• Required action: For each line below that contains the word "copy", return that line.

Stored data

Start of Block

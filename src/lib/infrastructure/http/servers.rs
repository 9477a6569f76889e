//! HTTP and HTTPS listeners

pub mod http;
pub mod https;
//! Application state module

use std::{fmt, sync::Arc};

use chrono::{DateTime, Utc};

use crate::domain::communication::mailer::Mailer;

/// Global application state
#[derive(Clone)]
pub struct AppState<M: Mailer> {
    /// The time the server started
    pub start_time: DateTime<Utc>,

    /// Mailer shared by every request
    pub mailer: Arc<M>,
}

impl<M> AppState<M>
where
    M: Mailer,
{
    /// Create a new application state
    pub fn new(mailer: M) -> Self {
        Self {
            start_time: Utc::now(),
            mailer: Arc::new(mailer),
        }
    }
}

impl<M> fmt::Debug for AppState<M>
where
    M: Mailer,
{
    fn fmt(&self, f: &mut fmt::Formatter<'_>) -> fmt::Result {
        f.debug_struct("AppState")
            .field("start_time", &self.start_time)
            .field("mailer", &"Mailer")
            .finish()
    }
}
//! Send email handler

use axum::{
    extract::{rejection::JsonRejection, State},
    http::StatusCode,
    Json,
};
use serde::{Deserialize, Serialize};
use tracing::error;
use utoipa::ToSchema;

use crate::{
    domain::communication::mailer::{EmailRequest, Mailer},
    infrastructure::http::{
        errors::{ApiError, ErrorResponse},
        state::AppState,
    },
};

/// Send email request body
#[derive(Clone, Debug, Default, Serialize, Deserialize, ToSchema)]
#[serde(rename_all = "camelCase")]
pub struct SendEmailBody {
    /// Semicolon-separated recipients
    #[serde(default)]
    #[schema(example = "first@example.com; second@example.com")]
    pub to: String,

    /// Semicolon-separated carbon-copy recipients
    #[schema(example = "cc@example.com")]
    pub cc: Option<String>,

    /// Semicolon-separated blind carbon-copy recipients
    #[schema(example = "bcc@example.com")]
    pub bcc: Option<String>,

    /// The subject line
    #[schema(example = "Hello")]
    pub subject: String,

    /// The message body
    #[schema(example = "<p>Hello there</p>")]
    pub body: String,

    /// Whether `body` is HTML
    #[serde(default)]
    pub is_html: bool,
}

impl From<SendEmailBody> for EmailRequest {
    fn from(body: SendEmailBody) -> Self {
        Self {
            to: body.to,
            cc: body.cc,
            bcc: body.bcc,
            subject: body.subject,
            body: body.body,
            is_html: body.is_html,
        }
    }
}

/// Send email response body
#[derive(Debug, Serialize, Deserialize, ToSchema)]
pub struct SendEmailResponse {
    #[schema(example = "Email sent successfully")]
    message: String,
}

/// Send an email
///
/// A `to` made only of whitespace counts as missing and is rejected with 400.
#[utoipa::path(
    post,
    operation_id = "send_email",
    tag = "Email",
    path = "/api/email/send",
    request_body = SendEmailBody,
    responses(
        (status = StatusCode::OK, description = "Email handed off to the SMTP server", body = SendEmailResponse),
        (status = StatusCode::BAD_REQUEST, description = "No recipient", body = ErrorResponse, example = json!({ "message": "At least one recipient is required" })),
        (status = StatusCode::INTERNAL_SERVER_ERROR, description = "Delivery failed", body = ErrorResponse, example = json!({ "message": "An error occurred while sending the email", "error": "Could not connect to the SMTP server: Connection refused" })),
    )
)]
pub async fn handler<M: Mailer>(
    State(state): State<AppState<M>>,
    request: Result<Json<SendEmailBody>, JsonRejection>,
) -> Result<(StatusCode, Json<SendEmailResponse>), ApiError> {
    let Json(request) = request?;

    if request.to.trim().is_empty() {
        return Err(ApiError::new_400("At least one recipient is required"));
    }

    let email: EmailRequest = request.into();

    state.mailer.send_email(&email).await.map_err(|err| {
        error!(error = %err, "error sending email");

        ApiError::new_500("An error occurred while sending the email").with_cause(err)
    })?;

    Ok((
        StatusCode::OK,
        Json(SendEmailResponse {
            message: "Email sent successfully".to_string(),
        }),
    ))
}

#[cfg(test)]
mod tests {
    use axum::http::StatusCode;
    use axum_test::TestServer;
    use serde_json::json;
    use testresult::TestResult;

    use crate::{
        domain::communication::mailer::{tests::MockMailer, MailerError},
        infrastructure::http::{errors::ErrorResponse, router, state::tests::test_state},
    };

    use super::SendEmailResponse;

    #[tokio::test]
    async fn test_send_email_success() -> TestResult {
        let mut mailer = MockMailer::new();

        mailer
            .expect_send_email()
            .times(1)
            .withf(|email| {
                email.to == "a@x.com; b@x.com"
                    && email.cc.as_deref() == Some("c@x.com")
                    && email.bcc.is_none()
                    && email.subject == "Hi"
                    && email.body == "<b>hello</b>"
                    && email.is_html
            })
            .returning(|_| Ok(()));

        let response = TestServer::new(router(test_state(Some(mailer))))?
            .post("/api/email/send")
            .json(&json!({
                "to": "a@x.com; b@x.com",
                "cc": "c@x.com",
                "subject": "Hi",
                "body": "<b>hello</b>",
                "isHtml": true,
            }))
            .await;

        response.assert_status_ok();

        let json = response.json::<SendEmailResponse>();
        assert_eq!(json.message, "Email sent successfully");

        Ok(())
    }

    #[tokio::test]
    async fn test_send_email_defaults_to_plain_text() -> TestResult {
        let mut mailer = MockMailer::new();

        mailer
            .expect_send_email()
            .times(1)
            .withf(|email| !email.is_html)
            .returning(|_| Ok(()));

        let response = TestServer::new(router(test_state(Some(mailer))))?
            .post("/api/email/send")
            .json(&json!({ "to": "r@example.com", "subject": "Hi", "body": "hello" }))
            .await;

        response.assert_status_ok();

        Ok(())
    }

    #[tokio::test]
    async fn test_send_email_without_recipient() -> TestResult {
        let mut mailer = MockMailer::new();

        mailer.expect_send_email().times(0);

        let server = TestServer::new(router(test_state(Some(mailer))))?;

        for body in [
            json!({ "to": "", "subject": "Hi", "body": "hello" }),
            json!({ "to": "   ", "subject": "Hi", "body": "hello" }),
            json!({ "subject": "Hi", "body": "hello" }),
        ] {
            let response = server.post("/api/email/send").json(&body).await;

            response.assert_status(StatusCode::BAD_REQUEST);

            let json = response.json::<ErrorResponse>();
            assert_eq!(json.message, "At least one recipient is required");
        }

        Ok(())
    }

    #[tokio::test]
    async fn test_send_email_missing_subject() -> TestResult {
        let mut mailer = MockMailer::new();

        mailer.expect_send_email().times(0);

        let response = TestServer::new(router(test_state(Some(mailer))))?
            .post("/api/email/send")
            .json(&json!({ "to": "r@example.com", "body": "hello" }))
            .await;

        response.assert_status(StatusCode::UNPROCESSABLE_ENTITY);

        Ok(())
    }

    #[tokio::test]
    async fn test_send_email_delivery_failure() -> TestResult {
        let mut mailer = MockMailer::new();

        mailer
            .expect_send_email()
            .times(1)
            .returning(|_| Err(MailerError::Transport("Connection refused".to_string())));

        let response = TestServer::new(router(test_state(Some(mailer))))?
            .post("/api/email/send")
            .json(&json!({ "to": "r@example.com", "subject": "Hi", "body": "hello" }))
            .await;

        response.assert_status(StatusCode::INTERNAL_SERVER_ERROR);

        let json = response.json::<ErrorResponse>();
        assert_eq!(json.message, "An error occurred while sending the email");
        assert_eq!(
            json.error.as_deref(),
            Some("Could not connect to the SMTP server: Connection refused")
        );

        Ok(())
    }
}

End of Block

• Task output:
    /// Semicolon-separated carbon-copy recipients
    /// Semicolon-separated blind carbon-copy recipients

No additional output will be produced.